__PROVIDED RECORDS__
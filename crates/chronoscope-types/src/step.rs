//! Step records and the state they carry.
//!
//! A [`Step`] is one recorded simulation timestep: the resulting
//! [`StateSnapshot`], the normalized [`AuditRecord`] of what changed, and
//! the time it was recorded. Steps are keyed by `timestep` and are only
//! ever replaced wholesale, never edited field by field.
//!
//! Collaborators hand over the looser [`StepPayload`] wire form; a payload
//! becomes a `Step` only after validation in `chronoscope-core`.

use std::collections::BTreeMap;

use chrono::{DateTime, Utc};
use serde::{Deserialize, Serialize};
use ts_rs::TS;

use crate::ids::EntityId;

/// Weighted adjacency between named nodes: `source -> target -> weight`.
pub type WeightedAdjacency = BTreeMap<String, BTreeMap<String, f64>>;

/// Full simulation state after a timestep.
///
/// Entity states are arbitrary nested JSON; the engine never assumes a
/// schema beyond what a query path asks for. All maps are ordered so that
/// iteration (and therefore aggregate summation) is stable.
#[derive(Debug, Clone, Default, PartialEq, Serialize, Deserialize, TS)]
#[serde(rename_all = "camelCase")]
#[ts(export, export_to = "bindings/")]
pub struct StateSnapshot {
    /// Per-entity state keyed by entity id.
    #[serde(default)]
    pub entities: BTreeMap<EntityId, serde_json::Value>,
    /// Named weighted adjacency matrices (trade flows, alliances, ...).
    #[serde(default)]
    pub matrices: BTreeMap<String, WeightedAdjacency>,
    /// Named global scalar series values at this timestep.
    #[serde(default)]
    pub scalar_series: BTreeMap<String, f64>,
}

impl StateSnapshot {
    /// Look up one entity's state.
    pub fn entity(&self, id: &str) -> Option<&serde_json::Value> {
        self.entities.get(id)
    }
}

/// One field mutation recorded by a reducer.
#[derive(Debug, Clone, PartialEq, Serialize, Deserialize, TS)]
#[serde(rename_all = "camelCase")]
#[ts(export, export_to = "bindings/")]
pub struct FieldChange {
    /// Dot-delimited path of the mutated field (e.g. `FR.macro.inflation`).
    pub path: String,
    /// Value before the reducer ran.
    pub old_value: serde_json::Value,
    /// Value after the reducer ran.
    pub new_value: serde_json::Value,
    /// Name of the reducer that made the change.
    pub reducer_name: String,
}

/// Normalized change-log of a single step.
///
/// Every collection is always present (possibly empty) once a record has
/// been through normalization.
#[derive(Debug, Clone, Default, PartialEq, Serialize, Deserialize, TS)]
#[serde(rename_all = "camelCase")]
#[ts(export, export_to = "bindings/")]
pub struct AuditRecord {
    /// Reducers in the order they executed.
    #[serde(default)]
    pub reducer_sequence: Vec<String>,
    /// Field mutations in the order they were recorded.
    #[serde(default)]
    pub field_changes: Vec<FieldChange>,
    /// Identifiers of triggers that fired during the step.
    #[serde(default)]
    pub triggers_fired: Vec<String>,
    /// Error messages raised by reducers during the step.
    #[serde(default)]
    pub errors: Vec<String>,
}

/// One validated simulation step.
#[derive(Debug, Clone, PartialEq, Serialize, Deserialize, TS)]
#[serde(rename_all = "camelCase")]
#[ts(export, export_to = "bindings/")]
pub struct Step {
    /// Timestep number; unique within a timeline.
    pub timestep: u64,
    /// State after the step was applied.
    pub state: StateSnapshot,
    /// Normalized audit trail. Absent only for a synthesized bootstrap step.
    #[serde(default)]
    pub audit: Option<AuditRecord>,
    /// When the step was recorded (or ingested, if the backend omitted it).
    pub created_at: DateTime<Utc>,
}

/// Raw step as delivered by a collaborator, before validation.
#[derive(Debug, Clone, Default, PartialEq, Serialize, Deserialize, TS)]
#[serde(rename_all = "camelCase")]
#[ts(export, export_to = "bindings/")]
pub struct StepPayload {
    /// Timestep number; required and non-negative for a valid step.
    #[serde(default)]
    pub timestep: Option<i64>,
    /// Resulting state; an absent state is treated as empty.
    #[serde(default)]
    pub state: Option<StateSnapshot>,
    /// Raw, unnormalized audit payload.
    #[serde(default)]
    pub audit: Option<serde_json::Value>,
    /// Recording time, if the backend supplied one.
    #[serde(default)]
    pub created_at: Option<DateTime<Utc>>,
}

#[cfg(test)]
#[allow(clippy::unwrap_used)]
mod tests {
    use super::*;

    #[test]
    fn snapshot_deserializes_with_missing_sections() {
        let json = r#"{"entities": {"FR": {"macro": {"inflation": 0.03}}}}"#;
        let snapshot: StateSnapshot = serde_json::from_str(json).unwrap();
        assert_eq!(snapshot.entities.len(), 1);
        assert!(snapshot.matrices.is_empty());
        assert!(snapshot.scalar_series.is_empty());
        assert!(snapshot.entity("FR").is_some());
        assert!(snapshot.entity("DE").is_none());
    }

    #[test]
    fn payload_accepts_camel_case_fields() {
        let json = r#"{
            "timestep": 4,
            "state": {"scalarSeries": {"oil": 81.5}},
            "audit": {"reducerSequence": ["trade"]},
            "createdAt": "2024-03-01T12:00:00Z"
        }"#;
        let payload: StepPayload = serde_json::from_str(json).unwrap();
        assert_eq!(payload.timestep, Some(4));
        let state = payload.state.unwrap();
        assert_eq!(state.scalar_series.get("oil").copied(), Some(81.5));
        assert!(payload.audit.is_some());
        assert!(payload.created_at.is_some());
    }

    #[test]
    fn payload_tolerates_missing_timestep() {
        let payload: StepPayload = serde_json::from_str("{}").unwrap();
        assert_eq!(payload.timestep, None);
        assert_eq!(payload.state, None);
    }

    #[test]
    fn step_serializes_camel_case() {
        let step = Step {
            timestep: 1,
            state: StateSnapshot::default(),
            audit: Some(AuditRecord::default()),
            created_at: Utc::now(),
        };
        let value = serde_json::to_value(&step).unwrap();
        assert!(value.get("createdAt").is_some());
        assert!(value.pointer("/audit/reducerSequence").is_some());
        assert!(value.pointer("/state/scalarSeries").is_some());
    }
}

__ACTIVITY__
Copy out all lines of the listing where the word "createdAt" appears.

__WRITTEN SOLUTION__
            "createdAt": "2024-03-01T12:00:00Z"
        assert!(value.get("createdAt").is_some());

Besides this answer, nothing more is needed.